**Exercise brief:**
Copy out, unchanged, every line from the start of the records to the line that contains "let mut names: [Vec<String>;", and stop there.
---------------
//! Reader and writer for the legacy turn-by-turn ASCII table format.
//!
//! These files predate the binary SDDS acquisition output. Each data line
//! holds a plane number (0 horizontal, 1 vertical), the monitor name, its
//! index, and the samples of all turns with six decimals of precision.
//! Comment lines start with `#`; one of them may carry the acquisition date.

use std::fs;
use std::io::{BufWriter, Write};
use std::path::Path;

use ndarray::Array2;
use regex::Regex;
use time::format_description::FormatItem;
use time::macros::format_description;
use time::{OffsetDateTime, PrimitiveDateTime};

use super::error::TbtError;
use super::structures::{BpmMatrix, BunchMatrices, Meta, TbtData, TransverseData};

const ASCII_ID: &str = "SDDSASCIIFORMAT";
const ACQ_DATE_PREFIX: &str = "Acquisition date:";
const ACQ_DATE_FORMAT: &[FormatItem<'static>] =
    format_description!("[year]-[month]-[day] at [hour]:[minute]:[second]");

/// Whether the file looks like a readable turn-by-turn ASCII file.
///
/// Some machines omit the format tag, so any leading comment line counts.
pub fn is_ascii_file(path: &Path) -> Result<bool, TbtError> {
    let bytes = fs::read(path)?;
    let Ok(content) = String::from_utf8(bytes) else {
        return Ok(false);
    };
    for line in content.lines() {
        let line = line.trim();
        if line.is_empty() {
            continue;
        }
        return Ok(line.starts_with('#'));
    }
    Ok(false)
}

/// Read turn-by-turn data from an ASCII file.
///
/// The bunch id is parsed from a trailing `_<id>` in the file name and
/// defaults to 0.
pub fn read_tbt(path: &Path) -> Result<TbtData, TbtError> {
    log::debug!("reading ASCII file {}", path.display());
    let content = fs::read_to_string(path)?;

    let mut names: [Vec<String>; 2] = [Vec::new(), Vec::new()];
    let mut samples: [Vec<Vec<f64>>; 2] = [Vec::new(), Vec::new()];
    let mut date = None;

    for line in content.lines() {
        let line = line.trim();
        if line.contains(ACQ_DATE_PREFIX) {
            date = parse_date(line);
            continue;
        }
        if line.is_empty() || line.starts_with('#') {
            continue;
        }
        let mut parts = line.split_whitespace();
        let (Some(plane), Some(name)) = (parts.next(), parts.next()) else {
            return Err(TbtError::MalformedSource(format!(
                "incomplete data line: '{line}'"
            )));
        };
        let plane = match plane {
            "0" => 0,
            "1" => 1,
            other => {
                return Err(TbtError::MalformedSource(format!(
                    "plane number '{other}' found, only '0' and '1' are allowed"
                )))
            }
        };
        let row = parts
            .skip(1) // monitor index, unused
            .map(|part| {
                part.parse::<f64>().map_err(|_| {
                    TbtError::MalformedSource(format!("cannot parse sample '{part}'"))
                })
            })
            .collect::<Result<Vec<f64>, _>>()?;
        names[plane].push(name.to_string());
        samples[plane].push(row);
    }

    let x = plane_matrix(&names[0], &samples[0], "horizontal")?;
    let y = plane_matrix(&names[1], &samples[1], "vertical")?;
    let nturns = x.n_turns();

    let meta = Meta {
        date,
        file: Some(path.to_path_buf()),
        source_format: Some("ascii".to_string()),
        ..Meta::default()
    };
    TbtData::new(
        vec![BunchMatrices::Transverse(TransverseData::new(x, y)?)],
        nturns,
        Some(vec![parse_bunch_id(path)]),
        meta,
    )
}

/// Write a measurement in the ASCII format.
///
/// A single bunch goes to `path` itself; with several bunches, each one goes
/// to its own file with `_<bunch id>` appended to the file stem.
pub fn write_tbt(path: &Path, data: &TbtData) -> Result<(), TbtError> {
    log::info!("writing ASCII data to {}", path.display());
    for (bunch, matrices) in data.matrices.iter().enumerate() {
        let target = if data.nbunches() > 1 {
            bunch_path(path, data.bunch_ids[bunch])
        } else {
            path.to_path_buf()
        };
        let mut writer = BufWriter::new(fs::File::create(&target)?);
        write_header(&mut writer, data, matrices)?;
        for (plane, field) in ["X", "Y"].iter().enumerate() {
            let table = matrices.field(field).ok_or_else(|| {
                TbtError::InconsistentShape(format!("bunch {bunch} has no '{field}' field"))
            })?;
            for (index, name) in table.index.iter().enumerate() {
                write!(writer, "{plane} {name} {index} ")?;
                for sample in table.data.row(index) {
                    write!(writer, " {sample:.6}")?;
                }
                writeln!(writer)?;
            }
        }
        writer.flush()?;
    }
    Ok(())
}

fn write_header(
    writer: &mut impl Write,
    data: &TbtData,
    matrices: &BunchMatrices,
) -> Result<(), TbtError> {
    writeln!(writer, "#{ASCII_ID} v1")?;
    let now = OffsetDateTime::now_utc();
    let created = PrimitiveDateTime::new(now.date(), now.time())
        .format(ACQ_DATE_FORMAT)
        .map_err(|e| TbtError::MalformedSource(format!("cannot format date: {e}")))?;
    writeln!(writer, "#Created: {created} By: turn_by_turn")?;
    writeln!(writer, "#Number of turns: {}", data.nturns)?;
    for (label, field) in [("horizontal", "X"), ("vertical", "Y")] {
        if let Some(table) = matrices.field(field) {
            writeln!(writer, "#Number of {label} monitors: {}", table.n_monitors())?;
        }
    }
    if let Some(date) = data.meta.date {
        let stamp = PrimitiveDateTime::new(date.date(), date.time())
            .format(ACQ_DATE_FORMAT)
            .map_err(|e| TbtError::MalformedSource(format!("cannot format date: {e}")))?;
        writeln!(writer, "#{ACQ_DATE_PREFIX} {stamp}")?;
    }
    Ok(())
}

fn plane_matrix(
    names: &[String],
    samples: &[Vec<f64>],
    label: &str,
) -> Result<BpmMatrix, TbtError> {
    let nturns = samples.first().map(Vec::len).unwrap_or(0);
    for (name, row) in names.iter().zip(samples) {
        if row.len() != nturns {
            return Err(TbtError::InconsistentShape(format!(
                "{label} monitor '{name}' has {} samples, expected {nturns}",
                row.len()
            )));
        }
    }
    let flat: Vec<f64> = samples.iter().flatten().copied().collect();
    let data = Array2::from_shape_vec((names.len(), nturns), flat)
        .map_err(|e| TbtError::InconsistentShape(e.to_string()))?;
    BpmMatrix::new(names.to_vec(), data)
}

fn parse_date(line: &str) -> Option<OffsetDateTime> {
    let stamp = line.replace(ACQ_DATE_PREFIX, "").replace('#', "");
    match PrimitiveDateTime::parse(stamp.trim(), ACQ_DATE_FORMAT) {
        Ok(datetime) => Some(datetime.assume_utc()),
        Err(_) => {
            log::warn!("could not parse acquisition date '{}'", stamp.trim());
            None
        }
    }
}

fn parse_bunch_id(path: &Path) -> usize {
    let pattern = Regex::new(r".*_(?P<bunch_id>\d+)(\.sdds)?$").expect("pattern is valid");
    path.file_name()
        .and_then(|name| name.to_str())
        .and_then(|name| pattern.captures(name))
        .and_then(|captures| captures["bunch_id"].parse().ok())
        .unwrap_or(0)
}

fn bunch_path(path: &Path, bunch_id: usize) -> std::path::PathBuf {
    let stem = path
        .file_stem()
        .and_then(|s| s.to_str())
        .unwrap_or_default();
    let name = match path.extension().and_then(|e| e.to_str()) {
        Some(extension) => format!("{stem}_{bunch_id}.{extension}"),
        None => format!("{stem}_{bunch_id}"),
    };
    path.with_file_name(name)
}

#[cfg(test)]
mod tests {
    use super::*;
    use ndarray::Array;
    use time::macros::datetime;

    const ASCII_PRECISION: f64 = 0.6e-6;

    fn measurement(nturns: usize) -> TbtData {
        let names: Vec<String> = (1..=4).map(|i| format!("TBPM{i}")).collect();
        let turns = Array::linspace(0.0, (nturns - 1) as f64, nturns);
        let mut x = Array2::zeros((4, nturns));
        let mut y = Array2::zeros((4, nturns));
        for i in 0..4 {
            x.row_mut(i).assign(&turns.mapv(|t| (0.31 * t + i as f64).sin()));
            y.row_mut(i).assign(&turns.mapv(|t| (0.32 * t + i as f64).cos()));
        }
        TbtData::new(
            vec![BunchMatrices::Transverse(
                TransverseData::new(
                    BpmMatrix::new(names.clone(), x).unwrap(),
                    BpmMatrix::new(names, y).unwrap(),
                )
                .unwrap(),
            )],
            nturns,
            None,
            Meta {
                date: Some(datetime!(2020-01-01 12:00:00 UTC)),
                ..Meta::default()
            },
        )
        .unwrap()
    }

    fn assert_close(read: &TbtData, origin: &TbtData) {
        for (got, want) in read.matrices.iter().zip(&origin.matrices) {
            for field in got.fieldnames() {
                let got = got.field(field).unwrap();
                let want = want.field(field).unwrap();
                assert_eq!(got.index, want.index);
                for (a, b) in got.data.iter().zip(want.data.iter()) {
                    assert!((a - b).abs() < ASCII_PRECISION);
                }
            }
        }
    }

    #[test]
    fn round_trip_within_write_precision() {
        let dir = tempfile::tempdir().unwrap();
        let path = dir.path().join("meas.sdds");
        let origin = measurement(100);
        write_tbt(&path, &origin).unwrap();
        let read = read_tbt(&path).unwrap();
        assert_close(&read, &origin);
        assert_eq!(read.nturns, 100);
        assert_eq!(read.meta.date, origin.meta.date);
        assert_eq!(read.bunch_ids, vec![0]);
    }

    #[test]
    fn multibunch_write_splits_files_and_ids_come_from_names() {
        let dir = tempfile::tempdir().unwrap();
        let path = dir.path().join("meas.sdds");
        let single = measurement(10);
        let origin = TbtData::new(
            vec![single.matrices[0].clone(), single.matrices[0].clone()],
            10,
            Some(vec![3, 12]),
            single.meta.clone(),
        )
        .unwrap();
        write_tbt(&path, &origin).unwrap();
        let first = read_tbt(&dir.path().join("meas_3.sdds")).unwrap();
        let second = read_tbt(&dir.path().join("meas_12.sdds")).unwrap();
        assert_eq!(first.bunch_ids, vec![3]);
        assert_eq!(second.bunch_ids, vec![12]);
        assert_close(&first, &single);
    }

    #[test]
    fn unknown_plane_number_is_rejected() {
        let dir = tempfile::tempdir().unwrap();
        let path = dir.path().join("bad.sdds");
        fs::write(&path, "#SDDSASCIIFORMAT v1\n2 BPM1 0  1.0 2.0\n").unwrap();
        assert!(matches!(read_tbt(&path), Err(TbtError::MalformedSource(_))));
    }

    #[test]
    fn unparseable_date_is_omitted() {
        let dir = tempfile::tempdir().unwrap();
        let path = dir.path().join("nodate.sdds");
        fs::write(
            &path,
            "#SDDSASCIIFORMAT v1\n#Acquisition date: whenever\n0 BPM1 0  1.0\n1 BPM1 0  2.0\n",
        )
        .unwrap();
        let read = read_tbt(&path).unwrap();
        assert!(read.meta.date.is_none());
        assert_eq!(read.nturns, 1);
    }

    #[test]
    fn ragged_rows_are_rejected() {
        let dir = tempfile::tempdir().unwrap();
        let path = dir.path().join("ragged.sdds");
        fs::write(
            &path,
            "#SDDSASCIIFORMAT v1\n0 BPM1 0  1.0 2.0\n0 BPM2 1  1.0\n1 BPM1 0  1.0 2.0\n1 BPM2 1  1.0 2.0\n",
        )
        .unwrap();
        assert!(matches!(
            read_tbt(&path),
            Err(TbtError::InconsistentShape(_))
        ));
    }

    #[test]
    fn ascii_detection() {
        let dir = tempfile::tempdir().unwrap();
        let text = dir.path().join("a.sdds");
        fs::write(&text, "#SDDSASCIIFORMAT v1\n0 BPM1 0  1.0\n").unwrap();
        assert!(is_ascii_file(&text).unwrap());
        let binary = dir.path().join("b.sdds");
        fs::write(&binary, b"SDDS1\n\xff\xfe\x00").unwrap();
        assert!(!is_ascii_file(&binary).unwrap());
    }
}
---------------
**Task response:**
//! Reader and writer for the legacy turn-by-turn ASCII table format.
//!
//! These files predate the binary SDDS acquisition output. Each data line
//! holds a plane number (0 horizontal, 1 vertical), the monitor name, its
//! index, and the samples of all turns with six decimals of precision.
//! Comment lines start with `#`; one of them may carry the acquisition date.

use std::fs;
use std::io::{BufWriter, Write};
use std::path::Path;

use ndarray::Array2;
use regex::Regex;
use time::format_description::FormatItem;
use time::macros::format_description;
use time::{OffsetDateTime, PrimitiveDateTime};

use super::error::TbtError;
use super::structures::{BpmMatrix, BunchMatrices, Meta, TbtData, TransverseData};

const ASCII_ID: &str = "SDDSASCIIFORMAT";
const ACQ_DATE_PREFIX: &str = "Acquisition date:";
const ACQ_DATE_FORMAT: &[FormatItem<'static>] =
    format_description!("[year]-[month]-[day] at [hour]:[minute]:[second]");

/// Whether the file looks like a readable turn-by-turn ASCII file.
///
/// Some machines omit the format tag, so any leading comment line counts.
pub fn is_ascii_file(path: &Path) -> Result<bool, TbtError> {
    let bytes = fs::read(path)?;
    let Ok(content) = String::from_utf8(bytes) else {
        return Ok(false);
    };
    for line in content.lines() {
        let line = line.trim();
        if line.is_empty() {
            continue;
        }
        return Ok(line.starts_with('#'));
    }
    Ok(false)
}

/// Read turn-by-turn data from an ASCII file.
///
/// The bunch id is parsed from a trailing `_<id>` in the file name and
/// defaults to 0.
pub fn read_tbt(path: &Path) -> Result<TbtData, TbtError> {
    log::debug!("reading ASCII file {}", path.display());
    let content = fs::read_to_string(path)?;

    let mut names: [Vec<String>; 2] = [Vec::new(), Vec::new()];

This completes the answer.